Plant Metabolomics: An Overview of the Role of Primary and Secondary Metabolites against Different Environmental Stress Factors

Abstract

Several environmental stresses, including biotic and abiotic factors, adversely affect the growth and development of crops, thereby lowering their yield. However, abiotic factors, e.g., drought, salinity, cold, heat, ultraviolet radiations (UVr), reactive oxygen species (ROS), trace metals (TM), and soil pH, are extremely destructive and decrease crop yield worldwide. It is expected that more than 50% of crop production losses are due to abiotic stresses. Moreover, these factors are responsible for physiological and biochemical changes in plants. The response of different plant species to such stresses is a complex phenomenon with individual features for several species. In addition, it has been shown that abiotic factors stimulate multi-gene responses by making modifications in the accumulation of the primary and secondary metabolites. Metabolomics is a promising way to interpret biotic and abiotic stress tolerance in plants. The study of metabolic profiling revealed different types of metabolites, e.g., amino acids, carbohydrates, phenols, polyamines, terpenes, etc, which are accumulated in plants. Among all, primary metabolites, such as amino acids, carbohydrates, lipids polyamines, and glycine betaine, are considered the major contributing factors that work as osmolytes and osmoprotectants for plants from various environmental stress factors. In contrast, plant-derived secondary metabolites, e.g., phenolics, terpenoids, and nitrogen-containing compounds (alkaloids), have no direct role in the growth and development of plants. Nevertheless, such metabolites could play a significant role as a defense by protecting plants from biotic factors such as herbivores, insects, and pathogens. In addition, they can enhance the resistance against abiotic factors. Therefore, metabolomics practices are becoming essential and influential in plants by identifying different phytochemicals that are part of the acclimation responses to various stimuli. Hence, an accurate metabolome analysis is important to understand the basics of stress physiology and biochemistry. This review provides insight into the current information related to the impact of biotic and abiotic factors on variations of various sets of metabolite levels and explores how primary and secondary metabolites help plants in response to these stresses.
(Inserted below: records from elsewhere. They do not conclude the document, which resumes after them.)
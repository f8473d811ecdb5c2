//! # Blueprint Discover Command
//!
//! File: cli/src/commands/discover.rs
//!
//! ## Overview
//!
//! This module implements `blueprint discover [DIR]`, which runs the same
//! autodiscovery a build does and prints the result grouped by type. It is
//! the quickest way to check what a blueprint will register and which keys
//! `blueprint eject` accepts.
//!
//! The directory defaults to `[blueprint].dir`. The configured `filter` and
//! `validate` settings apply in both cases.
//!
//! ## Examples
//!
//! ```bash
//! blueprint discover ./blueprints/example
//! ```
//!
//! Example output:
//!
//! ```
//! Blueprint files in './blueprints/example':
//!
//! Type       | File
//! -----------+--------------------------------------------------
//! layouts    | layouts/docs.tmpl.vue
//! plugins    | plugins/my-plugin.$tmpl.js
//! (root)     | theme.css
//!
//! Found 3 file(s) in 3 type(s).
//! ```
//!
use crate::blueprint::discovery::{self, DiscoverOptions};
use crate::blueprint::options::BlueprintOptions;
use crate::blueprint::paths::{FileEntry, FileSet};
use crate::core::config::Config;
use crate::core::error::{BlueprintError, Result};
use anyhow::anyhow;
use clap::Parser;
use std::path::{Path, PathBuf};
use tracing::info;

/// # Discover Arguments (`DiscoverArgs`)
#[derive(Parser, Debug)]
pub struct DiscoverArgs {
    /// Blueprint directory to scan. Defaults to `[blueprint].dir`.
    dir: Option<PathBuf>,
}

/// # Handle Discover Command (`handle_discover`)
pub async fn handle_discover(args: DiscoverArgs, config: &Config) -> Result<()> {
    let dir = args
        .dir
        .or_else(|| config.blueprint.dir.as_ref().map(PathBuf::from))
        .ok_or_else(|| {
            anyhow!(BlueprintError::UserInput(
                "No blueprint directory given and none configured in [blueprint].dir".to_string()
            ))
        })?;
    info!("Discovering blueprint files in {:?}", dir);

    let options = BlueprintOptions::from_config(&config.blueprint)?;
    let files = discovery::discover(
        &dir,
        &DiscoverOptions {
            filter: options.filter,
            validate: options.validate,
        },
    )
    .await?;

    print!("{}", render_table(&files, &dir));
    Ok(())
}

/// Formats the discovered files as a `Type | File` table.
fn render_table(files: &FileSet, dir: &Path) -> String {
    if files.is_empty() {
        return format!(
            "No blueprint files found in '{}'.\n\
             Files are grouped by their top-level directory (plugins/, layouts/, static/, ...).\n",
            dir.display()
        );
    }

    let rows: Vec<(&str, String)> = files
        .iter()
        .flat_map(|(file_type, entries)| {
            let label = if file_type.is_empty() { "(root)" } else { file_type };
            entries.iter().map(move |entry| {
                let file = match entry {
                    FileEntry::Path(path) => path.clone(),
                    FileEntry::Descriptor(d) => d.key(),
                };
                (label, file)
            })
        })
        .collect();

    let type_width = rows
        .iter()
        .map(|(label, _)| label.len())
        .max()
        .unwrap_or(0)
        .max("Type".len())
        .max(10);

    let mut out = format!("Blueprint files in '{}':\n\n", dir.display());
    out.push_str(&format!("{:<width$} | File\n", "Type", width = type_width));
    out.push_str(&format!("{}-+-{}\n", "-".repeat(type_width), "-".repeat(49)));
    for (label, file) in &rows {
        out.push_str(&format!("{:<width$} | {}\n", label, file, width = type_width));
    }
    out.push_str(&format!(
        "\nFound {} file(s) in {} type(s).\n",
        rows.len(),
        files.len()
    ));
    out
}
//! # Blueprint Engine (`blueprint`)
//!
//! File: cli/src/blueprint/mod.rs
//!
//! ## Overview
//!
//! A blueprint is a directory of categorized files (plugins, layouts,
//! styles, static files, assets, ...) that gets merged into a host build.
//! This module discovers those files, decides which are templates, copies or
//! registers them with the [`Host`] and keeps the mapping from each file's
//! relative key to its final path below the build directory.
//!
//! ## Architecture
//!
//! - **`utils`**, **`filter`**: path parsing, casing and discovery filters.
//! - **`guard`**: run-once guards for singleton kinds and `setup`.
//! - **`options`**: immutable [`BlueprintOptions`](options::BlueprintOptions).
//! - **`paths`**: descriptors, file sets and template naming.
//! - **`discovery`**: groups a directory's files by type.
//! - **`resolve`**: app overrides, templates and copies.
//! - **`handlers`**: per-type registration with the host.
//! - **`selector`**: key matching for `blueprint eject`.
//!
//! ## Lifecycle
//!
//! ```text
//! Blueprint::new ─► init ─┬─► setup (aliases, once per process)
//!                         ├─► resolve_files(static)  (immediately)
//!                         └─► hook BuilderPrepared
//! Builder::prepare ─► builder_prepared ─► autodiscover + resolve_files(rest)
//! ```
//!
//! ## Examples
//!
//! ```rust
//! let options = BlueprintOptions::with_dir("/srv/blueprints/docs");
//! let mut blueprint = Blueprint::new(BlueprintKind::BASE, options, GuardRegistry::process())?;
//! let files = blueprint.autodiscover(None, None).await?;
//! let mapping = blueprint.resolve_files(&mut host, files, None).await?;
//! ```
//!
pub mod discovery;
pub mod filter;
pub mod guard;
pub mod handlers;
pub mod options;
pub mod paths;
pub mod resolve;
pub mod selector;
pub mod utils;

use crate::core::config::{AliasEntry, WebpackAliases};
use crate::core::error::{BlueprintError, Result};
use crate::host::{BuildConfig, HookEvent, Host};
use anyhow::anyhow;
use discovery::DiscoverOptions;
use guard::GuardRegistry;
use handlers::RegistrationHandler;
use options::{BlueprintOptions, PluginsStrategy};
use paths::{prefixed, template_paths, FileDescriptor, FileEntry, FileSet, PathMapping};
use std::collections::{BTreeMap, HashMap};
use std::path::{Path, PathBuf};
use std::sync::Arc;
use tracing::{debug, info};
use utils::ucfirst;

/// Guard owner for process-wide, kind-independent steps.
const BASE_GUARD_OWNER: &str = "Blueprint";

/// Describes a blueprint type.
#[derive(Debug, Clone, Copy, PartialEq, Eq)]
pub struct BlueprintKind {
    pub name: &'static str,
    /// Used when the options carry no id.
    pub default_id: Option<&'static str>,
    /// Singleton kinds can be constructed once per guard registry.
    pub singleton: bool,
}

impl BlueprintKind {
    pub const BASE: BlueprintKind = BlueprintKind {
        name: "Blueprint",
        default_id: None,
        singleton: false,
    };
}

#[derive(Debug)]
pub struct Blueprint {
    kind: BlueprintKind,
    id: String,
    options: BlueprintOptions,
    template_vars: HashMap<String, String>,
    /// Cumulative over every `resolve_files` call.
    files_mapping: BTreeMap<String, PathBuf>,
    /// Files waiting for the prepared hook.
    pending: Option<FileSet>,
    guards: Arc<GuardRegistry>,
}
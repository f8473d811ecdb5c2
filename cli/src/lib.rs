//! # Blueprint Kit Library
//!
//! File: cli/src/lib.rs
//!
//! ## Overview
//!
//! Blueprint Kit merges "blueprints" (directories of plugins, layouts,
//! styles, static files and assets) into a host build. The library exposes
//! the discovery and resolution engine, the in-process host model it
//! registers with, and the command handlers used by the `blueprint` binary.
//!
//! ## Architecture
//!
//! - **`blueprint`**: discovery, override resolution, templates, per-type
//!   registration and the eject key selector.
//! - **`host`**: the build system blueprints register with, plus `Builder`.
//! - **`commands`**: `eject`, `discover` and `build`.
//! - **`common`**: filesystem and prompt helpers.
//! - **`core`**: configuration, errors and template rendering.
//!

pub mod blueprint;
pub mod commands;
pub mod common;
pub mod core;
pub mod host;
Keywords: abiotic stress; biotic stress; metabolic responses; metabolites variation; metabolomics; tolerance.

Figure 1

Respective illustration of the processes involved in plant metabolomics analysis of GC–MS, LC-MS, CE-MS, and NMR-based chromatography.

Figure 2

Environmental stresses of biotic and abiotic factors affecting the growth and homeostasis of plants.

Figure 3

Some eminent examples with medicinal properties of secondary plant metabolites are (A) salicin, (B) taxol (paclitaxel), and (C) morphine.

Figure 4

Chemical structures of some plants derived primery and scndary metabolites with key importance in different era of lfe. Among all, some commonly known alkaloids (A), cyanogenic glycosides (B), and (C) non-protein amino acids along with their protein amino acids analogues.